### ACTIVITY
Show every line from the entries that follow which holds the word "collect".
____
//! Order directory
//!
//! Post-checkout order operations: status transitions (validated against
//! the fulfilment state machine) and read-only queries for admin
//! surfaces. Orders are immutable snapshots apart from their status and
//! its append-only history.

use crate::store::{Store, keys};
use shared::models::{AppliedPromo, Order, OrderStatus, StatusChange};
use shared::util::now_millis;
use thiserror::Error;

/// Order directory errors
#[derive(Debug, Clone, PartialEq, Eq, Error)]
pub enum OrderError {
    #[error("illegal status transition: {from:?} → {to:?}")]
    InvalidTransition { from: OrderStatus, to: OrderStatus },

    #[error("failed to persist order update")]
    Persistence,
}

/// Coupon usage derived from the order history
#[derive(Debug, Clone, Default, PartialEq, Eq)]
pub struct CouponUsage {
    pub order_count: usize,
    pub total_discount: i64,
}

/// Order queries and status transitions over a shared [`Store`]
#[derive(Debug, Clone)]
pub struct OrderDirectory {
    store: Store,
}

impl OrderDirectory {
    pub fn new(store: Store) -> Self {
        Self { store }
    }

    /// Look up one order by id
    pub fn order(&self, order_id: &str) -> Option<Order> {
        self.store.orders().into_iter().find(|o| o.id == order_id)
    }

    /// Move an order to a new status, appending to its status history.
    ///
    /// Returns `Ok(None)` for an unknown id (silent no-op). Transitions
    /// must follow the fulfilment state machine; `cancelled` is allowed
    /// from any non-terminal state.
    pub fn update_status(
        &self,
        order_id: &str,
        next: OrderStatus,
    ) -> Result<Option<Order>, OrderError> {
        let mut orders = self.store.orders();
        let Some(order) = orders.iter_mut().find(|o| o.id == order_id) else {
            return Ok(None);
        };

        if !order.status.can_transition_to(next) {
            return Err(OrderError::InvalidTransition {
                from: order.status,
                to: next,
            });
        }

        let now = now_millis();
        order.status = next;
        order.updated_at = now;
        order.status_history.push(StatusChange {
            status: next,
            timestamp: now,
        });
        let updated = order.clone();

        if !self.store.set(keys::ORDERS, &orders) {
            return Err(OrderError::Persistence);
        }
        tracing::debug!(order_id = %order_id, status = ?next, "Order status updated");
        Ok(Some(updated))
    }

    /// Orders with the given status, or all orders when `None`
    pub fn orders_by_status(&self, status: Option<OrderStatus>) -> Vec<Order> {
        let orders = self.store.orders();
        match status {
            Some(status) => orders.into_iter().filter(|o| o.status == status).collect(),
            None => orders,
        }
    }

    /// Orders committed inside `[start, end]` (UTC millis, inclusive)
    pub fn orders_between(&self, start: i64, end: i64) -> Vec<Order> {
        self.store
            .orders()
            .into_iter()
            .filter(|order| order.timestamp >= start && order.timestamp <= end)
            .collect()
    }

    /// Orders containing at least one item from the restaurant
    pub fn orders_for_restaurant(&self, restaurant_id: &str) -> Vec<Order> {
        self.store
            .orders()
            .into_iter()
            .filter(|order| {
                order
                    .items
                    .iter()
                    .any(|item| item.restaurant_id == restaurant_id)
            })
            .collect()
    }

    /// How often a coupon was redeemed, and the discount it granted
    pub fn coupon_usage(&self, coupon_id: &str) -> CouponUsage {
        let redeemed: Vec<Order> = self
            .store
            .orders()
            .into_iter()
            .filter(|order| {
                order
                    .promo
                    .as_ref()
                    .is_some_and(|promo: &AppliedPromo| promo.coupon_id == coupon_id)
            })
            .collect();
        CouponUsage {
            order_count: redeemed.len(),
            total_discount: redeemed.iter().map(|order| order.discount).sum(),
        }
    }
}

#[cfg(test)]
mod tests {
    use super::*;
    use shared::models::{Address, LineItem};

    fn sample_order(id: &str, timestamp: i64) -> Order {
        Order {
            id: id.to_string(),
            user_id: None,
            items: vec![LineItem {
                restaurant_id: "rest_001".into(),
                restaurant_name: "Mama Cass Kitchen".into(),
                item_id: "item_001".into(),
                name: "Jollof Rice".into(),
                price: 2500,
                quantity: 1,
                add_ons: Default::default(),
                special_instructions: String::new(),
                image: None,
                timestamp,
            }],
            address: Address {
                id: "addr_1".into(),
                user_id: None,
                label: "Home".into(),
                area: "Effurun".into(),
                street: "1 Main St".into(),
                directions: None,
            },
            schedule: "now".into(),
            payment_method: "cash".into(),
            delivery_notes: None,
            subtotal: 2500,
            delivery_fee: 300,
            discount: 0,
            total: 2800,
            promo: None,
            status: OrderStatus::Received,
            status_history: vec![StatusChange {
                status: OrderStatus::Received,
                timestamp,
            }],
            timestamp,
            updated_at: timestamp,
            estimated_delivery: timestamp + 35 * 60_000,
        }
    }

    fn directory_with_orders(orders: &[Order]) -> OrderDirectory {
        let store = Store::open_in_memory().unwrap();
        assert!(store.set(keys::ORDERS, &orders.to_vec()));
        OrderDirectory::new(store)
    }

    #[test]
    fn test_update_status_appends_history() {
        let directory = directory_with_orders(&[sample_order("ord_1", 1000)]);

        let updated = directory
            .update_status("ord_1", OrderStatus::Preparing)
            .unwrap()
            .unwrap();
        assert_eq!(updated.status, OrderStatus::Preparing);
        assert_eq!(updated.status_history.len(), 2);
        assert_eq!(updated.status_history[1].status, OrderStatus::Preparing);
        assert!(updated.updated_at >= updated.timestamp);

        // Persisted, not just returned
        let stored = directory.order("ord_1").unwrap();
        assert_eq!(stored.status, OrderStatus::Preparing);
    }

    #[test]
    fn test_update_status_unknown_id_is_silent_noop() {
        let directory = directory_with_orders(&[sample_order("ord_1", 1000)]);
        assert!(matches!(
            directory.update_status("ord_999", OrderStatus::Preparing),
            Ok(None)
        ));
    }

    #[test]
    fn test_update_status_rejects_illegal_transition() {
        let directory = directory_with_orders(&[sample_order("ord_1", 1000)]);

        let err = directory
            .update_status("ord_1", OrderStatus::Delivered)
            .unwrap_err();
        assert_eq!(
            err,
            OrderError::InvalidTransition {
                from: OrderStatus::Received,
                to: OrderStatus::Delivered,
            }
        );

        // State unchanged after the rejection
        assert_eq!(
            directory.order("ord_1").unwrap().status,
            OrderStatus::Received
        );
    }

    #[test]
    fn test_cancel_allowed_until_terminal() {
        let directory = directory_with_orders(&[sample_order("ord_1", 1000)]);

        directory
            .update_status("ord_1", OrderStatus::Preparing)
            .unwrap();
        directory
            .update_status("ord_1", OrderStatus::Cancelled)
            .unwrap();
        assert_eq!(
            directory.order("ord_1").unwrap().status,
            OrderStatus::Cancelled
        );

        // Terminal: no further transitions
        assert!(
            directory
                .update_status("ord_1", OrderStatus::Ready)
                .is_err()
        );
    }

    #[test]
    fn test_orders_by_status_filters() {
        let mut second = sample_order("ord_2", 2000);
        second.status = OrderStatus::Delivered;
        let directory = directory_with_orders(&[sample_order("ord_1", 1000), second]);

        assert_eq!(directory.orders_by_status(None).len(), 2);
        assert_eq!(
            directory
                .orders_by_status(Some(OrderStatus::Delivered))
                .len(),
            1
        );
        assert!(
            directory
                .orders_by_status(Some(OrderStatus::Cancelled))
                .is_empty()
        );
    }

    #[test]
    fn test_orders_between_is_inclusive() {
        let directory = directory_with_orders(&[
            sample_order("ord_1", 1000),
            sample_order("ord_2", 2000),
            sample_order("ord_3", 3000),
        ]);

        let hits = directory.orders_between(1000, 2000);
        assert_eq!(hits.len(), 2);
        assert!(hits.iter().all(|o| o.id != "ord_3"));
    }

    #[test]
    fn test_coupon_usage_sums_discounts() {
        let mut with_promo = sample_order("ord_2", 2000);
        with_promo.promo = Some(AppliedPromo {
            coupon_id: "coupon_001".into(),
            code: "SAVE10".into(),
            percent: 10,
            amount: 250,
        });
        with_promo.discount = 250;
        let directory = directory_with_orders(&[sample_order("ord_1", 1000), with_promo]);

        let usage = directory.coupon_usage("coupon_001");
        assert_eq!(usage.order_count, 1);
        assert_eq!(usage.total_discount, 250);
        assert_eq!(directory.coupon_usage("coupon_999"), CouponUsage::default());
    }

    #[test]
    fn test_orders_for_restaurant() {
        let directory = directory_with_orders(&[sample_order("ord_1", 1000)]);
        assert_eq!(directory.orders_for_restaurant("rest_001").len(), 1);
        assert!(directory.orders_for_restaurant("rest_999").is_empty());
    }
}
____
### EXPECTED ANSWER
            Some(status) => orders.into_iter().filter(|o| o.status == status).collect(),
            .collect()
            .collect()
            .collect();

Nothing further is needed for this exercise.